----- Available data

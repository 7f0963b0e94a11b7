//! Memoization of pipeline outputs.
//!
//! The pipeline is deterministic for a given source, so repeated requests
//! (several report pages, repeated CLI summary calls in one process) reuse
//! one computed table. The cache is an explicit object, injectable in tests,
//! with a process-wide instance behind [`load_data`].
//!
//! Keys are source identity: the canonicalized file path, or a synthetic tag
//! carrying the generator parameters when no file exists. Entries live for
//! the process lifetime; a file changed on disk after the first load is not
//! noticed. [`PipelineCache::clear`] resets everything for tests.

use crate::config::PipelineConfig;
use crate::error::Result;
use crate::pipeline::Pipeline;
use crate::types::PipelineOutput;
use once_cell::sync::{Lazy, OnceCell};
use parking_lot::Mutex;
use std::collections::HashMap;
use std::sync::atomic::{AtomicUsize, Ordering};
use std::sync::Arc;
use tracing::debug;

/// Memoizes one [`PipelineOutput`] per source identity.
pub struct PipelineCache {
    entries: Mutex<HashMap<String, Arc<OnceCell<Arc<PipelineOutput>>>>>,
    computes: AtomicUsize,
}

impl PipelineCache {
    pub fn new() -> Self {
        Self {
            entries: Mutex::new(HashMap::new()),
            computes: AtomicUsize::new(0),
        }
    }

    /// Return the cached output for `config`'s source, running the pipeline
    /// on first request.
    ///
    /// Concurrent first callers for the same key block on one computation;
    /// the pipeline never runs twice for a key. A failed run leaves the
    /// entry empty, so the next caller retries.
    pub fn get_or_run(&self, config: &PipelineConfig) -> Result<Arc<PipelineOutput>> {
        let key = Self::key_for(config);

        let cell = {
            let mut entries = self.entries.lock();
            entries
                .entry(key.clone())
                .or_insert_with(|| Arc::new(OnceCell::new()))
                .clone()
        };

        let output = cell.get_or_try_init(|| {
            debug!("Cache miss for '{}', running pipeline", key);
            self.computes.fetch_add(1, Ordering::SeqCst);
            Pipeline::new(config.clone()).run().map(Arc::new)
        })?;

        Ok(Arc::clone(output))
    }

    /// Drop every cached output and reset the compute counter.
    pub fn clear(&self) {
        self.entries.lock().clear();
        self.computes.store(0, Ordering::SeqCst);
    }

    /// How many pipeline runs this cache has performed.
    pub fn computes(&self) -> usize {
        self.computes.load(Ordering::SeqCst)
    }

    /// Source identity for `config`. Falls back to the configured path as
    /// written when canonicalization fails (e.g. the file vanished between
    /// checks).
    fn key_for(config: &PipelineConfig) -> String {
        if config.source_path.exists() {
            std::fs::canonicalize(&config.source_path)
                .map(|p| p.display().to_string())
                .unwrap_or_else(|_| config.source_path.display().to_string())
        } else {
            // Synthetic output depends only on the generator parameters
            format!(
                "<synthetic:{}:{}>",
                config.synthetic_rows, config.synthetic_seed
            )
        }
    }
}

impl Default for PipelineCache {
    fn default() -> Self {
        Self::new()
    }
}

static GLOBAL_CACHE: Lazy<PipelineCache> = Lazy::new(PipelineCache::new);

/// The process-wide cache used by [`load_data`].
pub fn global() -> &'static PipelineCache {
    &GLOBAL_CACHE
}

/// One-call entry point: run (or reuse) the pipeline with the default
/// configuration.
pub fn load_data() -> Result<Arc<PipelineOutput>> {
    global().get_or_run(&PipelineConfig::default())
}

----------

Please print the material above exactly as it appears, from its first line through the line containing "one computed table.", inclusive, and stop there.

repository 7f0963b0e94a11b7
//! Memoization of pipeline outputs.
//!
//! The pipeline is deterministic for a given source, so repeated requests
//! (several report pages, repeated CLI summary calls in one process) reuse
//! one computed table. The cache is an explicit object, injectable in tests,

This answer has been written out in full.